Extracted data:
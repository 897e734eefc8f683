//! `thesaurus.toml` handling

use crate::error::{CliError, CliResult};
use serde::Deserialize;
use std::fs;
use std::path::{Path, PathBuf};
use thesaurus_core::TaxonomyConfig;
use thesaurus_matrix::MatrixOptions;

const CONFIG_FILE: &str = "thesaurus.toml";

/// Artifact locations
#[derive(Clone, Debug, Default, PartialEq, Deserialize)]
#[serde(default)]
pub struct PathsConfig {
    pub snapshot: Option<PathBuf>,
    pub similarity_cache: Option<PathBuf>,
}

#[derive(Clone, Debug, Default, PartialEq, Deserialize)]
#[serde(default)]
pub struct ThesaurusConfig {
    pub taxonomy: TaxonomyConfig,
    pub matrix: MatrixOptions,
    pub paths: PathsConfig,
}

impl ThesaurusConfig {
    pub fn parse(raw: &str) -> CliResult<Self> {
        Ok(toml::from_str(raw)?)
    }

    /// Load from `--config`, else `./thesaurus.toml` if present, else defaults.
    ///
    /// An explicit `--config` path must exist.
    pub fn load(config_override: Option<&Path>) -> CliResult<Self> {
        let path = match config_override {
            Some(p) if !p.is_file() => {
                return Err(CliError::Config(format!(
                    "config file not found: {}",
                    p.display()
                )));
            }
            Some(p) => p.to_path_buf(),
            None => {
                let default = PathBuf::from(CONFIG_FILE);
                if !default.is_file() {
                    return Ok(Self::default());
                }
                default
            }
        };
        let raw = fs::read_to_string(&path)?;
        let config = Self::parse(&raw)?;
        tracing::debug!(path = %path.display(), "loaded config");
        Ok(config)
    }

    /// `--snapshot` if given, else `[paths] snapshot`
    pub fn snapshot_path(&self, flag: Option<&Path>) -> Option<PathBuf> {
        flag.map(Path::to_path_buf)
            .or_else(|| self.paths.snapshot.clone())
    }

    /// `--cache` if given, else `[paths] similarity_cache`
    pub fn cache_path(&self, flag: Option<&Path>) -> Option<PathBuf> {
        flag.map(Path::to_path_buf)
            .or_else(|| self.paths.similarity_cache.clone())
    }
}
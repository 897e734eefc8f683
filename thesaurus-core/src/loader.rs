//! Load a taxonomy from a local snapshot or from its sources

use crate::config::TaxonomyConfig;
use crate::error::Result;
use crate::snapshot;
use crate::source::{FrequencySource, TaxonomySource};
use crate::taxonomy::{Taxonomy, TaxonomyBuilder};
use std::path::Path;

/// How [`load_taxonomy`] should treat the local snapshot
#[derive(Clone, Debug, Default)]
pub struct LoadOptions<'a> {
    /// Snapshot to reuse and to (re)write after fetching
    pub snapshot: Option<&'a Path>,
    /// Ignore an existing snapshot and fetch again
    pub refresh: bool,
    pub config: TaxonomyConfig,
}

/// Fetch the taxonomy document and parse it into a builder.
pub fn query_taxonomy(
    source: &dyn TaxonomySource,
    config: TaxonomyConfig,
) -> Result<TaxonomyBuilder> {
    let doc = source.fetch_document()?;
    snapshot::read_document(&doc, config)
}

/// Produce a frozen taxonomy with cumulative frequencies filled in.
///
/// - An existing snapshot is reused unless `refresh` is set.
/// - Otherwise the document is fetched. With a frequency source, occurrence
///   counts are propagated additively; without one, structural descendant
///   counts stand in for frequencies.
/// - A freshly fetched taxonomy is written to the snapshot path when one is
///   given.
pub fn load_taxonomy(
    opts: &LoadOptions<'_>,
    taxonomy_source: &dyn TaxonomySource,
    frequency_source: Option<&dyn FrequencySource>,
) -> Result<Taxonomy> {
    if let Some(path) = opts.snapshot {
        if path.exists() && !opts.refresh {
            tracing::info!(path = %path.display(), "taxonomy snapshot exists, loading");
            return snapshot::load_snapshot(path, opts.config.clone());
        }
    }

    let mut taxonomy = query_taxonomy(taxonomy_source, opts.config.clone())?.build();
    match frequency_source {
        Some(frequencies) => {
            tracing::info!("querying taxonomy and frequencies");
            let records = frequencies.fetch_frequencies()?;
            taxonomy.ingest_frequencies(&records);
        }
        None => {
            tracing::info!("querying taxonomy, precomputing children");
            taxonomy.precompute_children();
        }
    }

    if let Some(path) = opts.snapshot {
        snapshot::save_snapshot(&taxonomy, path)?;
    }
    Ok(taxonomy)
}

Work to be completed: Write out the records. Leave nothing out and change nothing.

Answer to this task:
repository 897e734eefc8f683
//! `thesaurus.toml` handling

use crate::error::{CliError, CliResult};
use serde::Deserialize;
use std::fs;
use std::path::{Path, PathBuf};
use thesaurus_core::TaxonomyConfig;
use thesaurus_matrix::MatrixOptions;

const CONFIG_FILE: &str = "thesaurus.toml";

/// Artifact locations
#[derive(Clone, Debug, Default, PartialEq, Deserialize)]
#[serde(default)]
pub struct PathsConfig {
    pub snapshot: Option<PathBuf>,
    pub similarity_cache: Option<PathBuf>,
}

#[derive(Clone, Debug, Default, PartialEq, Deserialize)]
#[serde(default)]
pub struct ThesaurusConfig {
    pub taxonomy: TaxonomyConfig,
    pub matrix: MatrixOptions,
    pub paths: PathsConfig,
}

impl ThesaurusConfig {
    pub fn parse(raw: &str) -> CliResult<Self> {
        Ok(toml::from_str(raw)?)
    }

    /// Load from `--config`, else `./thesaurus.toml` if present, else defaults.
    ///
    /// An explicit `--config` path must exist.
    pub fn load(config_override: Option<&Path>) -> CliResult<Self> {
        let path = match config_override {
            Some(p) if !p.is_file() => {
                return Err(CliError::Config(format!(
                    "config file not found: {}",
                    p.display()
                )));
            }
            Some(p) => p.to_path_buf(),
            None => {
                let default = PathBuf::from(CONFIG_FILE);
                if !default.is_file() {
                    return Ok(Self::default());
                }
                default
            }
        };
        let raw = fs::read_to_string(&path)?;
        let config = Self::parse(&raw)?;
        tracing::debug!(path = %path.display(), "loaded config");
        Ok(config)
    }

    /// `--snapshot` if given, else `[paths] snapshot`
    pub fn snapshot_path(&self, flag: Option<&Path>) -> Option<PathBuf> {
        flag.map(Path::to_path_buf)
            .or_else(|| self.paths.snapshot.clone())
    }

    /// `--cache` if given, else `[paths] similarity_cache`
    pub fn cache_path(&self, flag: Option<&Path>) -> Option<PathBuf> {
        flag.map(Path::to_path_buf)
            .or_else(|| self.paths.similarity_cache.clone())
    }
}
repository 897e734eefc8f683
filename thesaurus-core/src/loader.rs
//! Load a taxonomy from a local snapshot or from its sources

use crate::config::TaxonomyConfig;
use crate::error::Result;
use crate::snapshot;
use crate::source::{FrequencySource, TaxonomySource};
use crate::taxonomy::{Taxonomy, TaxonomyBuilder};
use std::path::Path;

/// How [`load_taxonomy`] should treat the local snapshot
#[derive(Clone, Debug, Default)]
pub struct LoadOptions<'a> {
    /// Snapshot to reuse and to (re)write after fetching
    pub snapshot: Option<&'a Path>,
    /// Ignore an existing snapshot and fetch again
    pub refresh: bool,
    pub config: TaxonomyConfig,
}

/// Fetch the taxonomy document and parse it into a builder.
pub fn query_taxonomy(
    source: &dyn TaxonomySource,
    config: TaxonomyConfig,
) -> Result<TaxonomyBuilder> {
    let doc = source.fetch_document()?;
    snapshot::read_document(&doc, config)
}

/// Produce a frozen taxonomy with cumulative frequencies filled in.
///
/// - An existing snapshot is reused unless `refresh` is set.
/// - Otherwise the document is fetched. With a frequency source, occurrence
///   counts are propagated additively; without one, structural descendant
///   counts stand in for frequencies.
/// - A freshly fetched taxonomy is written to the snapshot path when one is
///   given.
pub fn load_taxonomy(
    opts: &LoadOptions<'_>,
    taxonomy_source: &dyn TaxonomySource,
    frequency_source: Option<&dyn FrequencySource>,
) -> Result<Taxonomy> {
    if let Some(path) = opts.snapshot {
        if path.exists() && !opts.refresh {
            tracing::info!(path = %path.display(), "taxonomy snapshot exists, loading");
            return snapshot::load_snapshot(path, opts.config.clone());
        }
    }

    let mut taxonomy = query_taxonomy(taxonomy_source, opts.config.clone())?.build();
    match frequency_source {
        Some(frequencies) => {
            tracing::info!("querying taxonomy and frequencies");
            let records = frequencies.fetch_frequencies()?;
            taxonomy.ingest_frequencies(&records);
        }
        None => {
            tracing::info!("querying taxonomy, precomputing children");
            taxonomy.precompute_children();
        }
    }

    if let Some(path) = opts.snapshot {
        snapshot::save_snapshot(&taxonomy, path)?;
    }
    Ok(taxonomy)
}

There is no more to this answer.